--- START ---

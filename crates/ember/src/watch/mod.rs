//! Change detection for the model file.
//!
//! [`ModelWatcher`] turns file system events into reload triggers. It only
//! requests reloads; loading and publishing stay with the
//! [`ReloadCoordinator`](crate::engine::ReloadCoordinator).

mod identity;
mod watcher;

pub use identity::is_same_file;
pub use watcher::ModelWatcher;
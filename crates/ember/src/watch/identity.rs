use std::fs;
use std::io;
use std::path::Path;

/// Returns whether two paths currently refer to the same file.
///
/// Identity is decided by what the paths resolve to, not how they are
/// spelled, so a symlink and its target compare equal and a file replaced by
/// rename compares equal to the new file. Both paths must exist.
pub fn is_same_file(a: &Path, b: &Path) -> io::Result<bool> {
    if a == b {
        // Still require existence, a vanished file is not a match
        fs::metadata(a)?;
        return Ok(true);
    }
    same_identity(a, b)
}

#[cfg(unix)]
fn same_identity(a: &Path, b: &Path) -> io::Result<bool> {
    use std::os::unix::fs::MetadataExt;

    let (left, right) = (fs::metadata(a)?, fs::metadata(b)?);
    Ok(left.dev() == right.dev() && left.ino() == right.ino())
}

#[cfg(not(unix))]
fn same_identity(a: &Path, b: &Path) -> io::Result<bool> {
    Ok(fs::canonicalize(a)? == fs::canonicalize(b)?)
}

--- END ---

What you need to do: Nothing but the lines from the one containing "use std::fs;" through the last line of the listing should be output, each exactly as written.

Solved problem:
use std::fs;
use std::io;
use std::path::Path;

/// Returns whether two paths currently refer to the same file.
///
/// Identity is decided by what the paths resolve to, not how they are
/// spelled, so a symlink and its target compare equal and a file replaced by
/// rename compares equal to the new file. Both paths must exist.
pub fn is_same_file(a: &Path, b: &Path) -> io::Result<bool> {
    if a == b {
        // Still require existence, a vanished file is not a match
        fs::metadata(a)?;
        return Ok(true);
    }
    same_identity(a, b)
}

#[cfg(unix)]
fn same_identity(a: &Path, b: &Path) -> io::Result<bool> {
    use std::os::unix::fs::MetadataExt;

    let (left, right) = (fs::metadata(a)?, fs::metadata(b)?);
    Ok(left.dev() == right.dev() && left.ino() == right.ino())
}

#[cfg(not(unix))]
fn same_identity(a: &Path, b: &Path) -> io::Result<bool> {
    Ok(fs::canonicalize(a)? == fs::canonicalize(b)?)
}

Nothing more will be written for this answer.